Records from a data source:

== Segment start ==

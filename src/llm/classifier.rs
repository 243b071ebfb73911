//! Demultiplexes the agent's line-oriented stream.
//!
//! The upstream protocol mixes several line shapes in one body and is not
//! self-describing, so classification is a best-effort heuristic: shapes are
//! tested in a fixed precedence order and the first match wins.
//!
//! | Shape           | Example                                  | Effect                 |
//! |-----------------|------------------------------------------|------------------------|
//! | SSE             | `data: {"type":"text","content":"Rain"}` | append to message      |
//! | Letter metadata | `f:{"messageId":"abc"}`                  | ignored                |
//! | Numeric frame   | `0:"Hello "`                             | running buffer replace |
//! | Bare JSON       | `{"usage":{"tokens":12}}`                | ignored                |
//! | Plain text      | `Sunny, 24C`                             | running buffer replace |
//!
//! Plain-text lines that contain any deny-listed marker (including `error`)
//! are dropped, even when they are genuine assistant text.

use regex::Regex;
use serde::Deserialize;
use std::sync::LazyLock;

static LETTER_PREFIX_RE: LazyLock<Regex> =
    LazyLock::new(|| Regex::new(r"^[a-z]:").expect("Invalid letter prefix regex"));

static NUMERIC_PREFIX_RE: LazyLock<Regex> =
    LazyLock::new(|| Regex::new(r"^\d+:").expect("Invalid numeric prefix regex"));

/// Substrings that mark an unshaped line as metadata rather than content.
pub const DEFAULT_METADATA_MARKERS: &[&str] = &[
    "messageId",
    "toolCallId",
    "finishReason",
    "usage",
    "isContinued",
    "error",
    "Error",
];

/// Deny-list deciding which unshaped lines are metadata.
#[derive(Debug, Clone)]
pub struct MetadataPolicy {
    markers: Vec<String>,
}

impl Default for MetadataPolicy {
    fn default() -> Self {
        Self::new(DEFAULT_METADATA_MARKERS.iter().map(|m| m.to_string()))
    }
}

impl MetadataPolicy {
    pub fn new(markers: impl IntoIterator<Item = String>) -> Self {
        Self {
            markers: markers.into_iter().filter(|m| !m.is_empty()).collect(),
        }
    }

    pub fn with_marker(mut self, marker: impl Into<String>) -> Self {
        let marker = marker.into();
        if !marker.is_empty() && !self.markers.contains(&marker) {
            self.markers.push(marker);
        }
        self
    }

    pub fn markers(&self) -> &[String] {
        &self.markers
    }

    pub fn is_metadata(&self, line: &str) -> bool {
        LETTER_PREFIX_RE.is_match(line) || self.markers.iter().any(|m| line.contains(m.as_str()))
    }
}

/// What one stream line means for the assistant message.
#[derive(Debug, Clone, PartialEq, Eq)]
pub enum LineEvent {
    /// SSE text delta, appended to the message as-is.
    Append(String),
    /// Unescaped numeric-frame text, folded into the running buffer.
    Frame(String),
    /// Unshaped content line, folded into the running buffer.
    Text(String),
    /// Recognized metadata, no content.
    Metadata,
    /// SSE payload that was not valid JSON.
    Malformed(String),
    /// Blank, or a shape that carried nothing usable.
    Ignored,
}

#[derive(Deserialize)]
struct SsePayload {
    #[serde(rename = "type")]
    kind: Option<String>,
    content: Option<serde_json::Value>,
}

/// Classify a single decoded line.
pub fn classify_line(line: &str, policy: &MetadataPolicy) -> LineEvent {
    if line.trim().is_empty() {
        return LineEvent::Ignored;
    }

    if let Some(rest) = line.strip_prefix("data:") {
        return classify_sse(rest.trim());
    }

    if LETTER_PREFIX_RE.is_match(line) {
        return LineEvent::Metadata;
    }

    if NUMERIC_PREFIX_RE.is_match(line) {
        return classify_frame(line);
    }

    if line.starts_with('{') && line.ends_with('}') {
        return match serde_json::from_str::<serde_json::Value>(line) {
            Ok(_) => LineEvent::Metadata,
            Err(_) => LineEvent::Ignored,
        };
    }

    if policy.is_metadata(line) {
        return LineEvent::Metadata;
    }
    LineEvent::Text(line.to_string())
}

fn classify_sse(payload: &str) -> LineEvent {
    match serde_json::from_str::<SsePayload>(payload) {
        Ok(SsePayload {
            kind: Some(kind),
            content: Some(content),
        }) if kind == "text" => match content_text(content) {
            Some(text) => LineEvent::Append(text),
            None => LineEvent::Metadata,
        },
        Ok(_) => LineEvent::Metadata,
        Err(e) => LineEvent::Malformed(e.to_string()),
    }
}

/// Text carried by an SSE `content` field. Non-empty strings, non-zero
/// numbers and `true` count; containers and falsy scalars do not.
fn content_text(content: serde_json::Value) -> Option<String> {
    use serde_json::Value;
    match content {
        Value::String(text) if !text.is_empty() => Some(text),
        Value::Number(n) if n.as_f64() != Some(0.0) => Some(n.to_string()),
        Value::Bool(true) => Some("true".to_string()),
        _ => None,
    }
}

fn classify_frame(line: &str) -> LineEvent {
    let Some((_, body)) = line.split_once(':') else {
        return LineEvent::Ignored;
    };
    let Some(quoted) = body.strip_prefix('"').and_then(|b| b.strip_suffix('"')) else {
        return LineEvent::Ignored;
    };
    let text = quoted.replace("\\\"", "\"").replace("\\n", "\n");
    if text.is_empty() {
        LineEvent::Ignored
    } else {
        LineEvent::Frame(text)
    }
}

/// How the trailing assistant message should change.
#[derive(Debug, Clone, PartialEq, Eq)]
pub enum ContentUpdate {
    Append(String),
    Replace(String),
}

/// Per-request accumulator shared by numeric frames and plain-text lines.
///
/// Both shapes replace the visible message with the whole buffer instead
/// of appending a delta, so redelivered fragments do not stack up twice in
/// the rendered text.
#[derive(Debug, Default)]
pub struct RunningBuffer {
    text: String,
}

impl RunningBuffer {
    pub fn new() -> Self {
        Self::default()
    }

    pub fn as_str(&self) -> &str {
        &self.text
    }

    pub fn clear(&mut self) {
        self.text.clear();
    }

    /// Fold an event into the buffer. Returns `None` for events without content.
    pub fn apply(&mut self, event: LineEvent) -> Option<ContentUpdate> {
        match event {
            LineEvent::Append(delta) => Some(ContentUpdate::Append(delta)),
            LineEvent::Frame(text) => {
                self.text.push_str(&text);
                Some(ContentUpdate::Replace(self.text.clone()))
            }
            LineEvent::Text(line) => {
                self.text.push_str(&line);
                self.text.push('\n');
                Some(ContentUpdate::Replace(self.text.trim().to_string()))
            }
            LineEvent::Metadata | LineEvent::Malformed(_) | LineEvent::Ignored => None,
        }
    }
}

== Segment end ==

TRY IT:
The full set of entries must be transcribed exactly.

ANSWER TO THIS TASK:
filename src/llm/classifier.rs
repository 243b071ebfb73911
//! Demultiplexes the agent's line-oriented stream.
//!
//! The upstream protocol mixes several line shapes in one body and is not
//! self-describing, so classification is a best-effort heuristic: shapes are
//! tested in a fixed precedence order and the first match wins.
//!
//! | Shape           | Example                                  | Effect                 |
//! |-----------------|------------------------------------------|------------------------|
//! | SSE             | `data: {"type":"text","content":"Rain"}` | append to message      |
//! | Letter metadata | `f:{"messageId":"abc"}`                  | ignored                |
//! | Numeric frame   | `0:"Hello "`                             | running buffer replace |
//! | Bare JSON       | `{"usage":{"tokens":12}}`                | ignored                |
//! | Plain text      | `Sunny, 24C`                             | running buffer replace |
//!
//! Plain-text lines that contain any deny-listed marker (including `error`)
//! are dropped, even when they are genuine assistant text.

use regex::Regex;
use serde::Deserialize;
use std::sync::LazyLock;

static LETTER_PREFIX_RE: LazyLock<Regex> =
    LazyLock::new(|| Regex::new(r"^[a-z]:").expect("Invalid letter prefix regex"));

static NUMERIC_PREFIX_RE: LazyLock<Regex> =
    LazyLock::new(|| Regex::new(r"^\d+:").expect("Invalid numeric prefix regex"));

/// Substrings that mark an unshaped line as metadata rather than content.
pub const DEFAULT_METADATA_MARKERS: &[&str] = &[
    "messageId",
    "toolCallId",
    "finishReason",
    "usage",
    "isContinued",
    "error",
    "Error",
];

/// Deny-list deciding which unshaped lines are metadata.
#[derive(Debug, Clone)]
pub struct MetadataPolicy {
    markers: Vec<String>,
}

impl Default for MetadataPolicy {
    fn default() -> Self {
        Self::new(DEFAULT_METADATA_MARKERS.iter().map(|m| m.to_string()))
    }
}

impl MetadataPolicy {
    pub fn new(markers: impl IntoIterator<Item = String>) -> Self {
        Self {
            markers: markers.into_iter().filter(|m| !m.is_empty()).collect(),
        }
    }

    pub fn with_marker(mut self, marker: impl Into<String>) -> Self {
        let marker = marker.into();
        if !marker.is_empty() && !self.markers.contains(&marker) {
            self.markers.push(marker);
        }
        self
    }

    pub fn markers(&self) -> &[String] {
        &self.markers
    }

    pub fn is_metadata(&self, line: &str) -> bool {
        LETTER_PREFIX_RE.is_match(line) || self.markers.iter().any(|m| line.contains(m.as_str()))
    }
}

/// What one stream line means for the assistant message.
#[derive(Debug, Clone, PartialEq, Eq)]
pub enum LineEvent {
    /// SSE text delta, appended to the message as-is.
    Append(String),
    /// Unescaped numeric-frame text, folded into the running buffer.
    Frame(String),
    /// Unshaped content line, folded into the running buffer.
    Text(String),
    /// Recognized metadata, no content.
    Metadata,
    /// SSE payload that was not valid JSON.
    Malformed(String),
    /// Blank, or a shape that carried nothing usable.
    Ignored,
}

#[derive(Deserialize)]
struct SsePayload {
    #[serde(rename = "type")]
    kind: Option<String>,
    content: Option<serde_json::Value>,
}

/// Classify a single decoded line.
pub fn classify_line(line: &str, policy: &MetadataPolicy) -> LineEvent {
    if line.trim().is_empty() {
        return LineEvent::Ignored;
    }

    if let Some(rest) = line.strip_prefix("data:") {
        return classify_sse(rest.trim());
    }

    if LETTER_PREFIX_RE.is_match(line) {
        return LineEvent::Metadata;
    }

    if NUMERIC_PREFIX_RE.is_match(line) {
        return classify_frame(line);
    }

    if line.starts_with('{') && line.ends_with('}') {
        return match serde_json::from_str::<serde_json::Value>(line) {
            Ok(_) => LineEvent::Metadata,
            Err(_) => LineEvent::Ignored,
        };
    }

    if policy.is_metadata(line) {
        return LineEvent::Metadata;
    }
    LineEvent::Text(line.to_string())
}

fn classify_sse(payload: &str) -> LineEvent {
    match serde_json::from_str::<SsePayload>(payload) {
        Ok(SsePayload {
            kind: Some(kind),
            content: Some(content),
        }) if kind == "text" => match content_text(content) {
            Some(text) => LineEvent::Append(text),
            None => LineEvent::Metadata,
        },
        Ok(_) => LineEvent::Metadata,
        Err(e) => LineEvent::Malformed(e.to_string()),
    }
}

/// Text carried by an SSE `content` field. Non-empty strings, non-zero
/// numbers and `true` count; containers and falsy scalars do not.
fn content_text(content: serde_json::Value) -> Option<String> {
    use serde_json::Value;
    match content {
        Value::String(text) if !text.is_empty() => Some(text),
        Value::Number(n) if n.as_f64() != Some(0.0) => Some(n.to_string()),
        Value::Bool(true) => Some("true".to_string()),
        _ => None,
    }
}

fn classify_frame(line: &str) -> LineEvent {
    let Some((_, body)) = line.split_once(':') else {
        return LineEvent::Ignored;
    };
    let Some(quoted) = body.strip_prefix('"').and_then(|b| b.strip_suffix('"')) else {
        return LineEvent::Ignored;
    };
    let text = quoted.replace("\\\"", "\"").replace("\\n", "\n");
    if text.is_empty() {
        LineEvent::Ignored
    } else {
        LineEvent::Frame(text)
    }
}

/// How the trailing assistant message should change.
#[derive(Debug, Clone, PartialEq, Eq)]
pub enum ContentUpdate {
    Append(String),
    Replace(String),
}

/// Per-request accumulator shared by numeric frames and plain-text lines.
///
/// Both shapes replace the visible message with the whole buffer instead
/// of appending a delta, so redelivered fragments do not stack up twice in
/// the rendered text.
#[derive(Debug, Default)]
pub struct RunningBuffer {
    text: String,
}

impl RunningBuffer {
    pub fn new() -> Self {
        Self::default()
    }

    pub fn as_str(&self) -> &str {
        &self.text
    }

    pub fn clear(&mut self) {
        self.text.clear();
    }

    /// Fold an event into the buffer. Returns `None` for events without content.
    pub fn apply(&mut self, event: LineEvent) -> Option<ContentUpdate> {
        match event {
            LineEvent::Append(delta) => Some(ContentUpdate::Append(delta)),
            LineEvent::Frame(text) => {
                self.text.push_str(&text);
                Some(ContentUpdate::Replace(self.text.clone()))
            }
            LineEvent::Text(line) => {
                self.text.push_str(&line);
                self.text.push('\n');
                Some(ContentUpdate::Replace(self.text.trim().to_string()))
            }
            LineEvent::Metadata | LineEvent::Malformed(_) | LineEvent::Ignored => None,
        }
    }
}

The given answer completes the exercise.